Accueil > CINECSTASY > M > LA MALEDICTION

LA MALEDICTION

un mauvais présage

vendredi 5 janvier 2001, par Palplathune

Richard DONNER (1930-2021)

Etats-Unis, 1976, The Omen

Gregory Peck, Lee Remick, David Warner, Martin Benson, Harvey Stephen

Le cinéma aime aborder des sujets de façon cyclique. Ainsi, avant les années 1999-2000, la fin des seventies surfait déjà sur une vague mystico-religieuse. L’exorciste de William Friedkin en est l’exemple le plus connu, mais La malédiction est lui aussi un des fleurons de cette époque.

A Rome, l’ambassadeur des Etats-Unis apprend que sa femme vient d’accoucher d’un enfant mort-né. Désespéré, il accepte la proposition d’un moine de faire passer pour son fils naturel un enfant dont la mère est morte durant l’accouchement. Mais rapidement les événements étranges se multiplient : des morts inexpliquées, des réactions surprenantes de l’enfant ou de son entourage. L’ambassadeur commence à se demander si son fils "adoptif" n’en serait pas la cause.

A la différence de L’exorciste, La malédiction se place directement sur le terrain des mythes chrétiens. Il multiplie les références bibliques (réelles ou inventées, je ne saurais le dire, mon catéchisme étant trop loin), troublantes par leurs sens cachés. Elles donnent une base crédible aux événements du film et indique l’ampleur de l’enjeu réveillant les vieilles peurs mystiques qui sommeillent en chacun de nous. Plutôt malin, le scénario entretient l’ambiguïté sur les "accidents", conservant la porte ouverte aux explications logiques mais aussi à celles plus fantastiques. Mais cette ambiguïté ne dure hélas que la moitié du film. Manquant d’ambition thématique et de "folie", La malédiction a trop tendance à se rapprocher de la série B. A partir du voyage en Italie surtout, où la nature de Damien ne fait plus guère de doute, le reste du film ne fait plus qu’enchaîner des scènes prévisbles, même si elles n’en demeurent pas efficaces. Dommage que scénaristes et réalisateur ne se soient pas un peu plus foulés pour conserver le côté ambigu du début ou au moins réinjecter quelques idées originales à cette seconde partie, cela aurait rendu La malédiction d’un niveau supérieur, tout le film étant un peu trop prévisible et structuré. Les scènes de "meurtres / accidents" perdent de leur impact sans la surprise et dévoilent la structure série B du film (c’est-à-dire une intrigue construite pour aligner quelques scènes fortes sans rechercher de profondeur) qui était camouflée dans la première partie.

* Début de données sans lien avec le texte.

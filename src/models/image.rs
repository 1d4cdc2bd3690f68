//! Advertisement image model

use serde::{Deserialize, Serialize};
use chrono::{DateTime, Utc};
use sqlx::FromRow;

#[derive(Debug, Clone, PartialEq, Eq, Serialize, Deserialize, FromRow)]
pub struct Image {
    pub id: i64,
    pub advertisement_id: i64,
    /// File name inside the image directory
    pub file_path: String,
    /// Position within the advertisement's album
    pub sort_order: i32,
    pub created_at: DateTime<Utc>,
}

#[derive(Debug, Clone, PartialEq, Eq, Serialize, Deserialize)]
pub struct NewImage {
    pub file_path: String,
}

#[derive(Debug, Clone, Serialize, Deserialize)]
pub struct UpdateImageRequest {
    pub file_path: String,
}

Etonnament, La malédiction est l’oeuvre d’un cinéaste encore débutant (du moins au cinéma mais pas sur le petit écran !) : Richard Donner ! Oui, oui, celui de Superman (1978) et des Armes fatales (1987 et sq) ! Sans génie, il met l’histoire en images de façon professionnelle et connaît même des bouffées d’inspiration subites sur quelques scènes (la mort de la nounou, la scène du cimetière, l’accident de Lee Remick...). Si le réalisateur est nouveau, ce n’est pas le cas des acteurs : le déjà vieillissant Gregory Peck (un choix qui renforce le côté série B du film) offre une prestation honorable entouré de Lee Remick et du futur vétéran David Warner.

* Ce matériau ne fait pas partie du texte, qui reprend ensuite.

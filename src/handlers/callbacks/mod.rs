//! Callback query handlers module
//!
//! Inline buttons under listed advertisements: `select:<id>` and
//! `delete:<id>`.

use teloxide::{Bot, types::{CallbackQuery, ChatId}, prelude::*};
use tracing::{debug, info, warn};
use crate::utils::errors::{AdRelayError, Result};
use crate::services::ServiceFactory;
use crate::i18n::I18n;
use crate::handlers::keyboards;

#[derive(Debug, Clone, Copy, PartialEq, Eq)]
pub enum CallbackAction {
    Select(i64),
    Delete(i64),
}

impl CallbackAction {
    pub fn parse(data: &str) -> Option<Self> {
        let (action, id) = data.split_once(':')?;
        let id = id.parse::<i64>().ok()?;
        match action {
            "select" => Some(Self::Select(id)),
            "delete" => Some(Self::Delete(id)),
            _ => None,
        }
    }

    pub fn to_data(&self) -> String {
        match self {
            Self::Select(id) => format!("select:{}", id),
            Self::Delete(id) => format!("delete:{}", id),
        }
    }
}

/// Main callback query dispatcher
pub async fn handle_callback_query(
    bot: Bot,
    query: CallbackQuery,
    services: ServiceFactory,
    i18n: I18n,
) -> Result<()> {
    let user_id = query.from.id.0 as i64;
    let lang = i18n.detect_user_language(query.from.language_code.as_deref());
    let chat_id = query
        .message
        .as_ref()
        .map(|m| m.chat().id)
        .unwrap_or(ChatId(user_id));

    debug!(user_id = user_id, callback_data = ?query.data, "Processing callback query");

    // Answer first to remove the loading state
    if let Err(e) = bot.answer_callback_query(query.id.clone()).await {
        warn!(error = %e, callback_id = %query.id, "Failed to answer callback query");
    }

    let Some(action) = query.data.as_deref().and_then(CallbackAction::parse) else {
        warn!(user_id = user_id, callback_data = ?query.data, "Unknown callback data");
        return Ok(());
    };

    let reply = match action {
        CallbackAction::Select(id) => match services.tracker.activate(id).await {
            Ok(advertisement) => {
                info!(user_id = user_id, advertisement_id = advertisement.id, "Operator selected advertisement");
                i18n.t_with("ads.selected", &lang, "id", advertisement.id)
            }
            Err(AdRelayError::AdvertisementNotFound { .. }) => i18n.t("ads.not_found", &lang, None),
            Err(e) => return Err(e),
        },
        CallbackAction::Delete(id) => match services.advertisements.delete(id, user_id).await {
            Ok(_) => i18n.t_with("ads.deleted", &lang, "id", id),
            Err(AdRelayError::AdvertisementNotFound { .. }) => i18n.t("ads.not_found", &lang, None),
            Err(e) => return Err(e),
        },
    };

    bot.send_message(chat_id, reply)
        .reply_markup(keyboards::main_menu(&i18n, &lang))
        .await?;
    Ok(())
}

Mais ce qui décuple l’efficacité du film, c’est sa musique. De façon générale, l’importance de la musique dans un film est sous-estimée (et je parle de la vraie musique de film, pas les fausses B.O. remplies de groupes à la mode !) Imaginez Star Wars ou Alien, sans leurs musiques et vous comprendrez qu’au cinéma cela représente 50% de l’impact. Hélas, peu de réalisateurs s’en rendent compte (Kubrick ou Lynch font partie des exceptions), il appartient donc aux compositeurs de faire des miracles pour occuper la place qui leur revient de droit et sublimer les films. Et dans La malédiction, le vétéran Jerry Goldsmith a accompli un travail titanesque. Sa partition est un véritable opéra satanique, mélodieux et inquiétant. Pas étonnant qu’il gagne l’oscar pour ça et que depuis chaque film illustrant le satanisme n’ait pas osé placer ses musiques sur le même terrain (voyez le récent La fin des temps qui choisit une approche plus moderne au synthétiseur, beaucoup moins efficace accessoirement). Grâce à cette partition, le film prend une ampleur supérieure passant du statut de spectacle honorable à celui d’oeuvre culte.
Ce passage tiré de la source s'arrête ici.